We have recently been made aware of a fatal explosion on a chemical tanker dedicated to the carriage of methanol. The vessel was carrying drums of methanol for spraying cargo tanks in preparation for a first methanol loading. One of these drums (reportedly empty) was being cut (with an angle grinder) in the engine room workshop when it exploded.
An engine boy and motorman had requested an empty drum from the bosun to be converted into a bin for filter cleaning. Instead of using one provided by the bosun they had found a drum on deck which had previously contained methanol which suited them better. This drum had reportedly been rinsed once with fresh water and then used as a platform for painting. The drum had been used in this capacity for over a month and a half.

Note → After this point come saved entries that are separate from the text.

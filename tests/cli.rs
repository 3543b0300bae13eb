use std::process::Command;

#[test]
fn failure_is_reported_once() {
    let dir = tempfile::tempdir().unwrap();
    let output = Command::new(env!("CARGO_BIN_EXE_kustpatch"))
        .arg("--parent")
        .arg(dir.path().join("missing.yaml"))
        .env_remove("RUST_LOG")
        .current_dir(dir.path())
        .output()
        .unwrap();
    assert!(!output.status.success());
    let stderr = String::from_utf8(output.stderr).unwrap();
    assert_eq!(stderr.matches("StdError").count(), 1, "stderr: {stderr}");
    assert!(output.stdout.is_empty());
}

#[test]
fn writes_bundle_to_out_dir() {
    let dir = tempfile::tempdir().unwrap();
    std::fs::write(
        dir.path().join("parent.yaml"),
        "apiVersion: example.org/v1\nkind: Thing\nmetadata:\n  name: one\n  namespace: ns\n",
    )
    .unwrap();
    std::fs::write(
        dir.path().join("kustomization.yaml"),
        "vars:\n- name: THING\n  objref:\n    apiVersion: example.org/v1\n    kind: Thing\n    name: x\n  fieldref:\n    fieldpath: spec.size\n",
    )
    .unwrap();
    let status = Command::new(env!("CARGO_BIN_EXE_kustpatch"))
        .args(["--parent", "parent.yaml", "--out-dir", "out"])
        .env_remove("RUST_LOG")
        .current_dir(dir.path())
        .status()
        .unwrap();
    assert!(status.success());
    let written = std::fs::read_to_string(dir.path().join("out/kustomization.yaml")).unwrap();
    assert!(written.contains("namePrefix: one-"));
    assert!(written.contains("fieldpath: spec.size"));
}
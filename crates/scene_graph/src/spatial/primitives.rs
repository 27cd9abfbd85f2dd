//! Primitive shapes for ray casting
//!
//! Provides rays, bounding spheres and axis-aligned boxes with the
//! intersection tests the scene graph needs for picking.

use crate::foundation::math::{Mat4, Point3, Vec3};

/// A ray for ray casting and picking
#[derive(Debug, Clone, Copy, PartialEq)]
pub struct Ray {
    /// The origin point of the ray
    pub origin: Vec3,
    /// The direction of the ray (normalized on construction)
    pub direction: Vec3,
}

impl Ray {
    /// Creates a new ray with the given origin and direction
    pub fn new(origin: Vec3, direction: Vec3) -> Self {
        Self {
            origin,
            direction: direction.normalize(),
        }
    }

    /// Get a point along the ray at distance t
    pub fn point_at(&self, t: f32) -> Vec3 {
        self.origin + self.direction * t
    }

    /// Transform the ray by an affine matrix
    ///
    /// The direction is re-normalized, so distances measured along the
    /// result are in the target space's units.
    pub fn transformed(&self, matrix: &Mat4) -> Self {
        let origin = matrix.transform_point(&Point3::from(self.origin)).coords;
        let direction = matrix.transform_vector(&self.direction);
        Self::new(origin, direction)
    }
}

/// A bounding sphere
#[derive(Debug, Clone, Copy, PartialEq)]
pub struct BoundingSphere {
    /// The center position of the sphere
    pub center: Vec3,
    /// The radius of the sphere
    pub radius: f32,
}

impl BoundingSphere {
    /// Creates a new bounding sphere with the given center and radius
    pub fn new(center: Vec3, radius: f32) -> Self {
        Self { center, radius }
    }

    /// Map the sphere through an affine matrix
    ///
    /// The radius grows by the largest axis scale so the result still
    /// encloses the transformed volume.
    pub fn transformed(&self, matrix: &Mat4) -> Self {
        let center = matrix.transform_point(&Point3::from(self.center)).coords;
        let max_scale = (0..3)
            .map(|column| matrix.fixed_view::<3, 1>(0, column).norm())
            .fold(0.0_f32, f32::max);
        Self::new(center, self.radius * max_scale)
    }

    /// Check whether a ray passes through the sphere
    pub fn intersects_ray(&self, ray: &Ray) -> bool {
        self.intersect_ray(ray).is_some()
    }

    /// Test ray intersection with this sphere
    /// Returns the distance to the closest hit in front of the origin
    pub fn intersect_ray(&self, ray: &Ray) -> Option<f32> {
        // Vector from ray origin to sphere center
        let oc = ray.origin - self.center;

        // Solve: |origin + t*direction - center|^2 = radius^2
        let a = ray.direction.dot(&ray.direction);
        let b = 2.0 * oc.dot(&ray.direction);
        let c = oc.dot(&oc) - self.radius * self.radius;

        let discriminant = b * b - 4.0 * a * c;
        if discriminant < 0.0 {
            return None;
        }

        let sqrt_discriminant = discriminant.sqrt();
        let t1 = (-b - sqrt_discriminant) / (2.0 * a);
        let t2 = (-b + sqrt_discriminant) / (2.0 * a);

        if t1 >= 0.0 {
            Some(t1)
        } else if t2 >= 0.0 {
            Some(t2)
        } else {
            None
        }
    }
}

/// Axis-Aligned Bounding Box
#[derive(Debug, Clone, Copy, PartialEq)]
pub struct AABB {
    /// Minimum corner of the bounding box
    pub min: Vec3,
    /// Maximum corner of the bounding box
    pub max: Vec3,
}

impl AABB {
    /// Create a new AABB from min and max points
    pub fn new(min: Vec3, max: Vec3) -> Self {
        Self { min, max }
    }

    /// Create an AABB centered at a point with given extents
    pub fn from_center_extents(center: Vec3, extents: Vec3) -> Self {
        Self {
            min: center - extents,
            max: center + extents,
        }
    }

    /// Get the center of the AABB
    pub fn center(&self) -> Vec3 {
        (self.min + self.max) * 0.5
    }

    /// Get the extents (half-size) of the AABB
    pub fn extents(&self) -> Vec3 {
        (self.max - self.min) * 0.5
    }

    /// Smallest sphere around the box
    pub fn bounding_sphere(&self) -> BoundingSphere {
        BoundingSphere::new(self.center(), self.extents().magnitude())
    }

    /// Check if this AABB contains a point
    pub fn contains_point(&self, point: Vec3) -> bool {
        point.x >= self.min.x && point.x <= self.max.x &&
        point.y >= self.min.y && point.y <= self.max.y &&
        point.z >= self.min.z && point.z <= self.max.z
    }

    /// Test ray intersection with this AABB using the slab method
    ///
    /// Returns the distance to the entry point, or to the exit point when
    /// the ray starts inside the box. Axes the ray runs parallel to only
    /// constrain the origin.
    pub fn intersect_ray(&self, ray: &Ray) -> Option<f32> {
        let mut tmin = f32::NEG_INFINITY;
        let mut tmax = f32::INFINITY;

        for axis in 0..3 {
            let origin = ray.origin[axis];
            let direction = ray.direction[axis];
            if direction == 0.0 {
                if origin < self.min[axis] || origin > self.max[axis] {
                    return None;
                }
                continue;
            }

            let inv = 1.0 / direction;
            let t1 = (self.min[axis] - origin) * inv;
            let t2 = (self.max[axis] - origin) * inv;
            tmin = tmin.max(t1.min(t2));
            tmax = tmax.min(t1.max(t2));
        }

        if tmax < tmin || tmax < 0.0 {
            return None;
        }
        Some(if tmin >= 0.0 { tmin } else { tmax })
    }
}
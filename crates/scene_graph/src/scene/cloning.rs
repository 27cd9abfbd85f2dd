//! Structural copies
//!
//! Clones get a fresh id and uuid. Geometry, materials and clips are shared
//! by reference between the original and the copy.

use crate::foundation::collections::NodeKey;

use super::error::SceneError;
use super::graph::SceneGraph;

impl SceneGraph {
    /// Copy `key` into a new root, optionally with clones of its descendants
    ///
    /// Cloned children are attached in the source's child order.
    pub fn clone_node(&mut self, key: NodeKey, recursive: bool) -> Result<NodeKey, SceneError> {
        let copy = self.node(key)?.duplicate();
        let root = self.insert(copy);

        if recursive {
            self.clone_children_into(key, root)?;
        }
        Ok(root)
    }

    /// Overwrite `target`'s state with `source`'s, keeping `target`'s identity
    ///
    /// With `recursive`, `target`'s existing children are detached first and
    /// replaced with clones of `source`'s children. Copying a node onto
    /// itself does nothing.
    pub fn copy_node(
        &mut self,
        target: NodeKey,
        source: NodeKey,
        recursive: bool,
    ) -> Result<(), SceneError> {
        self.node(target)?;
        self.node(source)?;
        if target == source {
            return Ok(());
        }

        if let Some([target_node, source_node]) = self.nodes.get_disjoint_mut([target, source]) {
            target_node.copy_from(source_node);
        }

        if recursive {
            // a target above source would otherwise see its own clones
            let sources = self.nodes[source].children.clone();
            self.clear(target)?;
            for child in sources {
                let cloned = self.clone_node(child, true)?;
                self.add(target, cloned)?;
            }
        }
        Ok(())
    }

    fn clone_children_into(&mut self, source: NodeKey, target: NodeKey) -> Result<(), SceneError> {
        let mut stack = vec![(source, target)];
        while let Some((from, to)) = stack.pop() {
            let children = self.nodes[from].children.clone();
            for child in children {
                let copy = self.nodes[child].duplicate();
                let cloned = self.insert(copy);
                self.add(to, cloned)?;
                stack.push((child, cloned));
            }
        }
        Ok(())
    }
}

#[cfg(test)]
mod tests {
    use super::*;
    use crate::foundation::math::Vec3;
    use crate::scene::node::{MeshParts, NodeKind};
    use crate::scene::resources::{BoxGeometry, Geometry};
    use std::rc::Rc;

    #[test]
    fn test_clone_gets_fresh_identity() {
        let mut graph = SceneGraph::new();
        let source = graph.create(NodeKind::Object3D);
        graph[source].name = "source".into();
        graph[source].position = Vec3::new(1.0, 2.0, 3.0);

        let copy = graph.clone_node(source, false).unwrap();

        assert_ne!(graph[copy].uuid, graph[source].uuid);
        assert_ne!(graph[copy].id(), graph[source].id());
        assert_eq!(graph[copy].name, "source");
        assert_eq!(graph[copy].position, graph[source].position);
        assert!(graph[copy].parent().is_none());
    }

    #[test]
    fn test_recursive_clone_shares_geometry() {
        let mut graph = SceneGraph::new();
        let geometry: Rc<dyn Geometry> = Rc::new(BoxGeometry::new(1.0, 1.0, 1.0));
        let root = graph.create(NodeKind::Group);
        let mesh = graph.create(NodeKind::Mesh(MeshParts::new(Rc::clone(&geometry), None)));
        let leaf = graph.create(NodeKind::Object3D);
        graph.add(root, mesh).unwrap();
        graph.add(mesh, leaf).unwrap();

        let copy = graph.clone_node(root, true).unwrap();

        let copied_mesh = graph[copy].children()[0];
        assert_ne!(copied_mesh, mesh);
        assert_eq!(graph[copied_mesh].children().len(), 1);
        let parts = graph[copied_mesh].kind.as_mesh().unwrap();
        assert!(Rc::ptr_eq(&parts.geometry, &geometry));
        assert_eq!(graph.subtree(copy).len(), 3);
    }

    #[test]
    fn test_shallow_clone_has_no_children() {
        let mut graph = SceneGraph::new();
        let root = graph.create(NodeKind::Group);
        let child = graph.create(NodeKind::Object3D);
        graph.add(root, child).unwrap();

        let copy = graph.clone_node(root, false).unwrap();
        assert!(graph[copy].children().is_empty());
    }

    #[test]
    fn test_copy_keeps_identity_and_replaces_children() {
        let mut graph = SceneGraph::new();
        let target = graph.create(NodeKind::Object3D);
        let old_child = graph.create(NodeKind::Object3D);
        graph.add(target, old_child).unwrap();

        let source = graph.create(NodeKind::Object3D);
        let source_child = graph.create(NodeKind::Object3D);
        graph[source].scale = Vec3::new(2.0, 2.0, 2.0);
        graph[source].visible = false;
        graph[source_child].name = "from source".into();
        graph.add(source, source_child).unwrap();

        let uuid = graph[target].uuid;
        let id = graph[target].id();
        graph.copy_node(target, source, true).unwrap();

        assert_eq!(graph[target].uuid, uuid);
        assert_eq!(graph[target].id(), id);
        assert_eq!(graph[target].scale, Vec3::new(2.0, 2.0, 2.0));
        assert!(!graph[target].visible);

        assert!(graph[old_child].parent().is_none());
        let children = graph[target].children().to_vec();
        assert_eq!(children.len(), 1);
        assert_ne!(children[0], source_child);
        assert_eq!(graph[children[0]].name, "from source");
        assert_eq!(graph[source].children(), &[source_child]);
    }

    #[test]
    fn test_copy_onto_self_is_noop() {
        let mut graph = SceneGraph::new();
        let node = graph.create(NodeKind::Object3D);
        let child = graph.create(NodeKind::Object3D);
        graph.add(node, child).unwrap();

        graph.copy_node(node, node, true).unwrap();
        assert_eq!(graph[node].children(), &[child]);
    }
}
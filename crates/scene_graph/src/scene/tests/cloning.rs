//! Clones and copies compared through their serialized form

use std::rc::Rc;

use serde_json::json;

use crate::foundation::collections::NodeKey;
use crate::foundation::math::Vec3;
use crate::scene::resources::{BasicMaterial, BoxGeometry, Geometry, Material, NamedClip};
use crate::scene::{MeshParts, NodeKind, SceneGraph};

fn build_ship(graph: &mut SceneGraph) -> NodeKey {
    let hull: Rc<dyn Geometry> = Rc::new(BoxGeometry::new(4.0, 1.0, 8.0));
    let paint: Rc<dyn Material> = Rc::new(BasicMaterial::new("paint", [0.2, 0.3, 0.9]));

    let ship = graph.create(NodeKind::Group);
    graph[ship].name = "ship".into();
    graph[ship].animations.push(Rc::new(NamedClip::new("bob", 2.0)));

    let body = graph.create(NodeKind::Mesh(MeshParts::new(Rc::clone(&hull), Some(Rc::clone(&paint)))));
    graph[body].cast_shadow = true;
    graph[body].user_data.insert("armor".into(), json!(40));

    let light = graph.create(NodeKind::Light);
    graph[light].position = Vec3::new(0.0, 2.0, 3.0);
    graph[light].layers.enable(4);

    graph.add(ship, body).unwrap();
    graph.add(body, light).unwrap();
    graph.update_matrix_world(ship, false).unwrap();
    ship
}

#[test]
fn test_recursive_clone_serializes_identically_apart_from_uuids() {
    let mut graph = SceneGraph::new();
    let ship = build_ship(&mut graph);

    let copy = graph.clone_node(ship, true).unwrap();

    let originals = graph.subtree(ship);
    let clones = graph.subtree(copy);
    assert_eq!(originals.len(), clones.len());
    for (&original, &clone) in originals.iter().zip(&clones) {
        assert_ne!(graph[clone].uuid, graph[original].uuid);
        graph[clone].uuid = graph[original].uuid;
    }

    let expected = graph.to_json(ship).unwrap();
    let actual = graph.to_json(copy).unwrap();
    assert_eq!(actual.object, expected.object);
    assert_eq!(actual.geometries, expected.geometries);
    assert_eq!(actual.animations, expected.animations);
}

#[test]
fn test_original_and_clone_share_side_table_entries() {
    let mut graph = SceneGraph::new();
    let ship = build_ship(&mut graph);
    let fleet = graph.create(NodeKind::Group);
    let copy = graph.clone_node(ship, true).unwrap();
    graph.add_all(fleet, &[ship, copy]).unwrap();

    let document = graph.to_json(fleet).unwrap();

    assert_eq!(document.geometries.len(), 1);
    assert_eq!(document.materials.len(), 1);
    assert_eq!(document.animations.len(), 1);
    assert_eq!(document.object.children.len(), 2);
}

#[test]
fn test_copy_into_existing_node_keeps_its_place() {
    let mut graph = SceneGraph::new();
    let ship = build_ship(&mut graph);
    let hangar = graph.create(NodeKind::Group);
    let slot = graph.create(NodeKind::Group);
    graph.add(hangar, slot).unwrap();
    let slot_uuid = graph[slot].uuid;

    graph.copy_node(slot, ship, true).unwrap();

    assert_eq!(graph[slot].parent(), Some(hangar));
    assert_eq!(graph[slot].uuid, slot_uuid);
    assert_eq!(graph[slot].name, "ship");

    let mut copied = graph.to_json(slot).unwrap().object;
    let original = graph.to_json(ship).unwrap().object;
    assert_eq!(copied.children.len(), 1);
    assert_eq!(copied.children[0].user_data, original.children[0].user_data);
    assert_eq!(copied.children[0].children[0].layers, original.children[0].children[0].layers);

    copied.uuid = original.uuid;
    copied.children = original.children.clone();
    assert_eq!(copied, original);
}

#[test]
fn test_copy_across_kinds_keeps_receiver_type() {
    let mut graph = SceneGraph::new();
    let ship = build_ship(&mut graph);
    let body = graph[ship].children()[0];
    let camera = graph.create(NodeKind::Camera);

    graph.copy_node(camera, body, false).unwrap();

    assert_eq!(graph[camera].type_name(), "Camera");
    assert!(graph[camera].cast_shadow);
    assert_eq!(graph[camera].user_data, graph[body].user_data);
    assert!(graph[camera].children().is_empty());
}
//! Scene graph errors

use thiserror::Error;
use uuid::Uuid;

use crate::foundation::collections::NodeKey;

/// Errors raised by graph operations
///
/// Ordinary hierarchy no-ops (removing a node that is not a child, adding a
/// node to itself) are not errors; these variants cover stale handles,
/// rejected cycles and failures that would otherwise corrupt state.
#[derive(Error, Debug)]
pub enum SceneError {
    /// Handle does not resolve (never inserted or already destroyed)
    #[error("Node {0:?} does not exist in this graph")]
    NodeNotFound(NodeKey),

    /// Parenting would make a node its own ancestor
    #[error("Adding {child:?} under {parent:?} would create a cycle")]
    HierarchyCycle {
        /// Requested parent
        parent: NodeKey,
        /// Requested child (an ancestor of `parent`)
        child: NodeKey,
    },

    /// A world matrix that must be inverted is singular
    #[error("World matrix of {0:?} is not invertible")]
    SingularMatrix(NodeKey),

    /// Serialized `type` tag has no matching node kind
    #[error("Unknown node type: {0}")]
    UnknownNodeType(String),

    /// Serialized node references a resource the resolver does not know
    #[error("Missing {kind} resource {uuid}")]
    MissingResource {
        /// Resource table name (`geometry`, `material`, `animation`)
        kind: &'static str,
        /// Referenced uuid
        uuid: Uuid,
    },

    /// JSON encoding or decoding failed
    #[error("JSON error: {0}")]
    Json(#[from] serde_json::Error),
}
//! Transform hierarchy
//!
//! Nodes live in a [`SceneGraph`] arena and are addressed by
//! [`NodeKey`](crate::foundation::collections::NodeKey). Each node keeps a
//! local TRS, the local matrix composed from it and a cached world matrix.
//!
//! ## Layout
//!
//! ```text
//! node           local transform state and per-node operations
//! graph          ownership, hierarchy mutation, attach, destroy
//! propagation    world matrix passes (full subtree and targeted)
//! queries        local/world conversions, world TRS, look_at
//! traversal      pre-order walks and lookups
//! cloning        clone/copy of subtrees
//! serialization  JSON documents
//! raycast        ray picking through the geometry collaborator
//! resources      geometry/material/clip traits and stock implementations
//! ```

mod cloning;
mod error;
mod graph;
mod node;
mod propagation;
mod queries;
mod raycast;
mod serialization;
mod traversal;

pub mod resources;

#[cfg(test)]
mod tests;

pub use error::SceneError;
pub use graph::SceneGraph;
pub use node::{Layers, MeshParts, Node, NodeKind};
pub use raycast::{Intersection, Raycaster};
pub use serialization::{Metadata, NodeRecord, SceneDocument, FORMAT_VERSION};
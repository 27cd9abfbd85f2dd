//! Cross-module scenarios for the transform hierarchy
//!
//! Unit tests live beside each module; these exercise several of them
//! together the way an application would.

mod cloning;
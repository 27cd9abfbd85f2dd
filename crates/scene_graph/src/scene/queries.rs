//! Coordinate-space queries
//!
//! `local_to_world`/`world_to_local` read the cached world matrix as-is;
//! call a propagation pass first if the hierarchy moved. The `world_*`
//! getters refresh the ancestor chain and the node itself before reading.

use crate::foundation::collections::NodeKey;
use crate::foundation::math::{self, Point3, Quat, Transform, Vec3};

use super::error::SceneError;
use super::graph::SceneGraph;

impl SceneGraph {
    /// Map a point from `key`'s local space to world space
    pub fn local_to_world(&self, key: NodeKey, point: &Vec3) -> Result<Vec3, SceneError> {
        let world = &self.node(key)?.matrix_world;
        Ok(world.transform_point(&Point3::from(*point)).coords)
    }

    /// Map a world-space point into `key`'s local space
    pub fn world_to_local(&self, key: NodeKey, point: &Vec3) -> Result<Vec3, SceneError> {
        let inverse = self
            .node(key)?
            .matrix_world
            .try_inverse()
            .ok_or(SceneError::SingularMatrix(key))?;
        Ok(inverse.transform_point(&Point3::from(*point)).coords)
    }

    /// World-space TRS of `key`, refreshing ancestors first
    pub fn world_transform(&mut self, key: NodeKey) -> Result<Transform, SceneError> {
        self.update_world_matrix(key, true, false)?;
        Ok(Transform::from_matrix(self.nodes[key].matrix_world))
    }

    /// World-space position
    pub fn world_position(&mut self, key: NodeKey) -> Result<Vec3, SceneError> {
        self.update_world_matrix(key, true, false)?;
        let world = &self.nodes[key].matrix_world;
        Ok(Vec3::new(world.m14, world.m24, world.m34))
    }

    /// World-space orientation
    pub fn world_quaternion(&mut self, key: NodeKey) -> Result<Quat, SceneError> {
        Ok(self.world_transform(key)?.rotation)
    }

    /// World-space scale
    pub fn world_scale(&mut self, key: NodeKey) -> Result<Vec3, SceneError> {
        Ok(self.world_transform(key)?.scale)
    }

    /// Unit vector along the node's local -Z axis, in world space
    ///
    /// Only the world orientation is used; translation and scale are
    /// discarded by the decomposition.
    pub fn world_direction(&mut self, key: NodeKey) -> Result<Vec3, SceneError> {
        let rotation = self.world_quaternion(key)?;
        Ok((rotation * Vec3::new(0.0, 0.0, -1.0)).normalize())
    }

    /// Rotate `key` so it faces a world-space target
    ///
    /// Cameras and lights aim their -Z axis at the target, other nodes their
    /// +Z axis. The node's `up` vector resolves the roll. Parent rotation is
    /// compensated so the result holds in world space.
    pub fn look_at(&mut self, key: NodeKey, target: &Vec3) -> Result<(), SceneError> {
        self.update_world_matrix(key, true, false)?;

        let node = &self.nodes[key];
        let world = &node.matrix_world;
        let position = Vec3::new(world.m14, world.m24, world.m34);

        let mut rotation = if node.kind.aims_negative_z() {
            math::look_rotation(&position, target, &node.up)
        } else {
            math::look_rotation(target, &position, &node.up)
        };

        if let Some(parent) = node.parent {
            let parent_rotation = Transform::from_matrix(self.nodes[parent].matrix_world).rotation;
            rotation = parent_rotation.inverse() * rotation;
        }

        self.nodes[key].quaternion = rotation;
        Ok(())
    }
}

#[cfg(test)]
mod tests {
    use super::*;
    use crate::foundation::math::constants::HALF_PI;
    use crate::foundation::math::Mat4;
    use crate::scene::node::NodeKind;
    use approx::assert_relative_eq;

    #[test]
    fn test_world_getters_refresh_ancestors() {
        let mut graph = SceneGraph::new();
        let parent = graph.create(NodeKind::Group);
        let child = graph.create(NodeKind::Object3D);
        graph.add(parent, child).unwrap();

        graph[parent].position = Vec3::new(0.0, 10.0, 0.0);
        graph[parent].scale = Vec3::new(2.0, 2.0, 2.0);
        graph[parent].set_rotation_from_axis_angle(&Vec3::y_axis(), HALF_PI);
        graph[child].position = Vec3::new(1.0, 0.0, 0.0);

        let position = graph.world_position(child).unwrap();
        let scale = graph.world_scale(child).unwrap();
        let quaternion = graph.world_quaternion(child).unwrap();

        assert_relative_eq!(position, Vec3::new(0.0, 10.0, -2.0), epsilon = 1e-5);
        assert_relative_eq!(scale, Vec3::new(2.0, 2.0, 2.0), epsilon = 1e-5);
        assert_relative_eq!(quaternion.angle(), HALF_PI, epsilon = 1e-5);
    }

    #[test]
    fn test_world_direction_is_rotated_minus_z() {
        let mut graph = SceneGraph::new();
        let node = graph.create(NodeKind::Object3D);
        graph[node].position = Vec3::new(5.0, 5.0, 5.0);
        graph[node].scale = Vec3::new(3.0, 3.0, 3.0);
        graph[node].set_rotation_from_axis_angle(&Vec3::y_axis(), HALF_PI);

        let direction = graph.world_direction(node).unwrap();
        assert_relative_eq!(direction, Vec3::new(-1.0, 0.0, 0.0), epsilon = 1e-5);
    }

    #[test]
    fn test_local_world_round_trip_uses_cached_matrix() {
        let mut graph = SceneGraph::new();
        let node = graph.create(NodeKind::Object3D);
        graph[node].position = Vec3::new(1.0, 0.0, 0.0);

        // not propagated yet: cached world is identity
        let before = graph.local_to_world(node, &Vec3::new(0.0, 1.0, 0.0)).unwrap();
        assert_relative_eq!(before, Vec3::new(0.0, 1.0, 0.0));

        graph.update_matrix_world(node, false).unwrap();
        let world = graph.local_to_world(node, &Vec3::new(0.0, 1.0, 0.0)).unwrap();
        assert_relative_eq!(world, Vec3::new(1.0, 1.0, 0.0), epsilon = 1e-6);

        let local = graph.world_to_local(node, &world).unwrap();
        assert_relative_eq!(local, Vec3::new(0.0, 1.0, 0.0), epsilon = 1e-6);
    }

    #[test]
    fn test_world_to_local_rejects_singular_world() {
        let mut graph = SceneGraph::new();
        let node = graph.create(NodeKind::Object3D);
        graph[node].matrix_world = Mat4::new_nonuniform_scaling(&Vec3::new(0.0, 1.0, 1.0));

        assert!(matches!(
            graph.world_to_local(node, &Vec3::zeros()),
            Err(SceneError::SingularMatrix(k)) if k == node
        ));
    }

    #[test]
    fn test_look_at_camera_aims_minus_z() {
        let mut graph = SceneGraph::new();
        let camera = graph.create(NodeKind::Camera);
        graph[camera].position = Vec3::new(0.0, 0.0, 10.0);

        graph.look_at(camera, &Vec3::new(10.0, 0.0, 10.0)).unwrap();
        let direction = graph.world_direction(camera).unwrap();

        assert_relative_eq!(direction, Vec3::new(1.0, 0.0, 0.0), epsilon = 1e-5);
    }

    #[test]
    fn test_look_at_object_aims_plus_z_under_rotated_parent() {
        let mut graph = SceneGraph::new();
        let parent = graph.create(NodeKind::Group);
        let object = graph.create(NodeKind::Object3D);
        graph.add(parent, object).unwrap();
        graph[parent].set_rotation_from_axis_angle(&Vec3::y_axis(), HALF_PI);

        let target = Vec3::new(0.0, 0.0, -5.0);
        graph.look_at(object, &target).unwrap();
        graph.update_matrix_world(parent, false).unwrap();

        let world_rotation = graph.world_quaternion(object).unwrap();
        let plus_z = world_rotation * Vec3::z();
        assert_relative_eq!(plus_z, Vec3::new(0.0, 0.0, -1.0), epsilon = 1e-5);
    }
}
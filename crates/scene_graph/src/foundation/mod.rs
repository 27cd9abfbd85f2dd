//! Foundation module - Core utilities and types
//!
//! This module provides fundamental utilities used throughout the crate:
//! - Math types and TRS composition
//! - Euler angle conversions
//! - Handle-based collections
//! - Logging utilities

pub mod math;
pub mod euler;
pub mod collections;
pub mod logging;
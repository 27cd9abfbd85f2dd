//! Logging utilities and structured logging support

pub use log::{debug, info, warn, error, trace};

/// Initialize the logging system
///
/// Honours `RUST_LOG`, falling back to `info`; call once from the binary.
pub fn init() {
    env_logger::Builder::from_env(env_logger::Env::default().default_filter_or("info")).init();
}

/// Initialize logging for unit tests
///
/// Safe to call from every test; later calls are ignored.
pub fn init_for_tests() {
    let _ = env_logger::builder().is_test(true).try_init();
}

Apparently the two men lowered the drum to the E/R workshop, without any water rinsing, and the engine boy proceeded to use a pneumatic grinder to cut the drum. Evidence on the drum shows that they had barely penetrated the drum when it exploded from the bottom, owing to the explosive atmosphere within the drum (the drum was sealed with both its caps on, see picture below).
The engine boy bore the brunt of the blast and became engulfed in flames, a fitter who heard the blast was on the scene quickly and helped to extinguish the flames. The motorman was reportedly standing a little behind the engine boy, and his boiler suit had also caught fire although he was able to take his boiler suit off and assist the fitter.
The engine boy died on his way to hospital and the motorman suffered 2nd degree burns.
The crew obviously did not fully appreciate the inherent risks involved in the task. The lack of supervision allowed the engine boy and motorman to pick up a drum from the deck, lower it into the engine room and proceed with the job of disc cutting the drum without any checks either from the Chief Officer, regarding why the drum was being removed from the deck, or the 2nd Engineer as to why the drum was being cut up in the engine room workshop. The procedures for hot work in the onboard safety manual did not specifically include how to deal with empty drums. Consequently, in this case, the crew did not treat the task as dangerous and failed to carry out the risk assessment/procedures associated with hot work.